(Collected data entries)
=== Begin Enclosure ===

//! Message resolution by code and locale.

use std::fmt;
use std::sync::Arc;

use dashmap::DashMap;

use crate::errors::{ContextError, LookupKind};

/// Locale tag such as `en_US`. The empty tag is the root locale.
#[derive(Clone, Debug, Default, PartialEq, Eq, Hash, PartialOrd, Ord)]
pub struct Locale(String);

impl Locale {
    /// Accepts `en-US` and `en_US` alike.
    pub fn new(tag: impl AsRef<str>) -> Self {
        Self(tag.as_ref().trim().replace('-', "_"))
    }

    pub fn root() -> Self {
        Self(String::new())
    }

    pub fn as_str(&self) -> &str {
        &self.0
    }

    pub fn is_root(&self) -> bool {
        self.0.is_empty()
    }

    /// `en_US_POSIX` → [`en_US_POSIX`, `en_US`, `en`, root].
    pub fn fallback_chain(&self) -> Vec<Locale> {
        let mut chain = Vec::new();
        let mut tag = self.0.as_str();
        while !tag.is_empty() {
            chain.push(Locale(tag.to_string()));
            tag = match tag.rfind('_') {
                Some(idx) => &tag[..idx],
                None => "",
            };
        }
        chain.push(Locale::root());
        chain
    }
}

impl fmt::Display for Locale {
    fn fmt(&self, f: &mut fmt::Formatter<'_>) -> fmt::Result {
        if self.is_root() {
            f.write_str("root")
        } else {
            f.write_str(&self.0)
        }
    }
}

impl From<&str> for Locale {
    fn from(tag: &str) -> Self {
        Locale::new(tag)
    }
}

/// A message described by candidate codes, arguments and an optional default.
#[derive(Clone, Debug, Default, PartialEq, Eq)]
pub struct MessageResolvable {
    pub codes: Vec<String>,
    pub args: Vec<String>,
    pub default_message: Option<String>,
}

impl MessageResolvable {
    pub fn new(code: impl Into<String>) -> Self {
        Self {
            codes: vec![code.into()],
            ..Self::default()
        }
    }

    pub fn or_code(mut self, code: impl Into<String>) -> Self {
        self.codes.push(code.into());
        self
    }

    pub fn with_args<I, S>(mut self, args: I) -> Self
    where
        I: IntoIterator<Item = S>,
        S: Into<String>,
    {
        self.args = args.into_iter().map(Into::into).collect();
        self
    }

    pub fn with_default(mut self, message: impl Into<String>) -> Self {
        self.default_message = Some(message.into());
        self
    }
}

/// Substitute `{0}`, `{1}`, … with positional arguments. Unknown or
/// out-of-range placeholders are left untouched.
pub fn format_message(template: &str, args: &[&str]) -> String {
    if args.is_empty() {
        return template.to_string();
    }
    let mut out = String::with_capacity(template.len());
    let mut rest = template;
    while let Some(open) = rest.find('{') {
        out.push_str(&rest[..open]);
        let after = &rest[open + 1..];
        let substituted = after.find('}').and_then(|close| {
            let idx: usize = after[..close].parse().ok()?;
            args.get(idx).map(|arg| (*arg, close))
        });
        match substituted {
            Some((arg, close)) => {
                out.push_str(arg);
                rest = &after[close + 1..];
            }
            None => {
                out.push('{');
                rest = after;
            }
        }
    }
    out.push_str(rest);
    out
}

pub trait MessageResolver: Send + Sync {
    /// Resolve `code` for `locale`, failing with `NotFound` when no catalog has it.
    fn message(&self, code: &str, args: &[&str], locale: &Locale) -> Result<String, ContextError>;

    /// Resolve `code`, falling back to `default` (also formatted with `args`).
    fn message_or(
        &self,
        code: &str,
        args: &[&str],
        default: &str,
        locale: &Locale,
    ) -> Result<String, ContextError> {
        match self.message(code, args, locale) {
            Err(e) if e.is_not_found() => Ok(format_message(default, args)),
            other => other,
        }
    }

    /// Try each code in order, then the default message.
    fn resolve(&self, resolvable: &MessageResolvable, locale: &Locale) -> Result<String, ContextError> {
        let args: Vec<&str> = resolvable.args.iter().map(String::as_str).collect();
        for code in &resolvable.codes {
            match self.message(code, &args, locale) {
                Err(e) if e.is_not_found() => continue,
                other => return other,
            }
        }
        if let Some(default) = &resolvable.default_message {
            return Ok(format_message(default, &args));
        }
        let key = resolvable.codes.last().cloned().unwrap_or_default();
        Err(ContextError::not_found(LookupKind::Message, key))
    }
}

/// Catalog of message templates keyed by (locale, code), with locale fallback
/// and an optional parent resolver consulted when nothing matches locally.
#[derive(Default)]
pub struct StaticMessageSource {
    catalog: DashMap<(Locale, String), String>,
    parent: Option<Arc<dyn MessageResolver>>,
    use_code_as_default: bool,
}

impl fmt::Debug for StaticMessageSource {
    fn fmt(&self, f: &mut fmt::Formatter<'_>) -> fmt::Result {
        f.debug_struct("StaticMessageSource")
            .field("messages", &self.catalog.len())
            .field("has_parent", &self.parent.is_some())
            .field("use_code_as_default", &self.use_code_as_default)
            .finish()
    }
}

impl StaticMessageSource {
    pub fn new() -> Self {
        Self::default()
    }

    pub fn with_parent(mut self, parent: Arc<dyn MessageResolver>) -> Self {
        self.parent = Some(parent);
        self
    }

    /// Return the code itself instead of failing when nothing matches.
    pub fn use_code_as_default(mut self, enabled: bool) -> Self {
        self.use_code_as_default = enabled;
        self
    }

    pub fn add_message(&self, code: impl Into<String>, locale: &Locale, template: impl Into<String>) {
        self.catalog
            .insert((locale.clone(), code.into()), template.into());
    }

    pub fn add_messages<I, C, T>(&self, locale: &Locale, messages: I)
    where
        I: IntoIterator<Item = (C, T)>,
        C: Into<String>,
        T: Into<String>,
    {
        for (code, template) in messages {
            self.add_message(code, locale, template);
        }
    }

    fn lookup(&self, code: &str, locale: &Locale) -> Option<String> {
        locale.fallback_chain().into_iter().find_map(|candidate| {
            self.catalog
                .get(&(candidate, code.to_string()))
                .map(|entry| entry.value().clone())
        })
    }
}

impl MessageResolver for StaticMessageSource {
    fn message(&self, code: &str, args: &[&str], locale: &Locale) -> Result<String, ContextError> {
        if let Some(template) = self.lookup(code, locale) {
            return Ok(format_message(&template, args));
        }
        if let Some(parent) = &self.parent {
            match parent.message(code, args, locale) {
                Err(e) if e.is_not_found() => {}
                other => return other,
            }
        }
        if self.use_code_as_default {
            return Ok(code.to_string());
        }
        Err(ContextError::not_found(LookupKind::Message, code))
    }
}

#[cfg(test)]
mod tests {
    use super::*;

    #[test]
    fn fallback_chain() {
        let chain: Vec<String> = Locale::new("en-US-POSIX")
            .fallback_chain()
            .iter()
            .map(|l| l.to_string())
            .collect();
        assert_eq!(chain, vec!["en_US_POSIX", "en_US", "en", "root"]);
        assert_eq!(Locale::root().fallback_chain(), vec![Locale::root()]);
    }

    #[test]
    fn format_positional_args() {
        assert_eq!(format_message("Hi {0}, you are {1}", &["Ann", "42"]), "Hi Ann, you are 42");
        assert_eq!(format_message("{0}{0}", &["x"]), "xx");
        assert_eq!(format_message("keep {2} and {x}", &["a"]), "keep {2} and {x}");
        assert_eq!(format_message("no args {0}", &[]), "no args {0}");
    }

    #[test]
    fn locale_fallback_resolution() {
        let src = StaticMessageSource::new();
        src.add_message("greeting", &Locale::root(), "Hello {0}");
        src.add_message("greeting", &Locale::new("de"), "Hallo {0}");

        let de_at = Locale::new("de_AT");
        assert_eq!(src.message("greeting", &["Max"], &de_at).unwrap(), "Hallo Max");
        assert_eq!(
            src.message("greeting", &["Max"], &Locale::new("fr")).unwrap(),
            "Hello Max"
        );
        assert!(src
            .message("missing", &[], &de_at)
            .unwrap_err()
            .is_not_found());
    }

    #[test]
    fn parent_and_defaults() {
        let parent = StaticMessageSource::new();
        parent.add_message("shared", &Locale::root(), "from parent");
        let child = StaticMessageSource::new().with_parent(Arc::new(parent));

        let root = Locale::root();
        assert_eq!(child.message("shared", &[], &root).unwrap(), "from parent");
        assert_eq!(
            child.message_or("nope", &["z"], "default {0}", &root).unwrap(),
            "default z"
        );

        let lenient = StaticMessageSource::new().use_code_as_default(true);
        assert_eq!(lenient.message("raw.code", &[], &root).unwrap(), "raw.code");
    }

    #[test]
    fn resolvable_tries_codes_in_order() {
        let src = StaticMessageSource::new();
        src.add_message("second", &Locale::root(), "got {0}");

        let r = MessageResolvable::new("first").or_code("second").with_args(["it"]);
        assert_eq!(src.resolve(&r, &Locale::root()).unwrap(), "got it");

        let d = MessageResolvable::new("none").with_default("fallback");
        assert_eq!(src.resolve(&d, &Locale::root()).unwrap(), "fallback");

        let err = src
            .resolve(&MessageResolvable::new("none"), &Locale::root())
            .unwrap_err();
        assert!(err.is_not_found());
    }
}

=== End Enclosure ===

▸ Problem requirements: Output the first line of the entries above and every line after it, exactly as written, ending with the line that contains "impl fmt::Display for".

▸ Result below:
//! Message resolution by code and locale.

use std::fmt;
use std::sync::Arc;

use dashmap::DashMap;

use crate::errors::{ContextError, LookupKind};

/// Locale tag such as `en_US`. The empty tag is the root locale.
#[derive(Clone, Debug, Default, PartialEq, Eq, Hash, PartialOrd, Ord)]
pub struct Locale(String);

impl Locale {
    /// Accepts `en-US` and `en_US` alike.
    pub fn new(tag: impl AsRef<str>) -> Self {
        Self(tag.as_ref().trim().replace('-', "_"))
    }

    pub fn root() -> Self {
        Self(String::new())
    }

    pub fn as_str(&self) -> &str {
        &self.0
    }

    pub fn is_root(&self) -> bool {
        self.0.is_empty()
    }

    /// `en_US_POSIX` → [`en_US_POSIX`, `en_US`, `en`, root].
    pub fn fallback_chain(&self) -> Vec<Locale> {
        let mut chain = Vec::new();
        let mut tag = self.0.as_str();
        while !tag.is_empty() {
            chain.push(Locale(tag.to_string()));
            tag = match tag.rfind('_') {
                Some(idx) => &tag[..idx],
                None => "",
            };
        }
        chain.push(Locale::root());
        chain
    }
}

impl fmt::Display for Locale {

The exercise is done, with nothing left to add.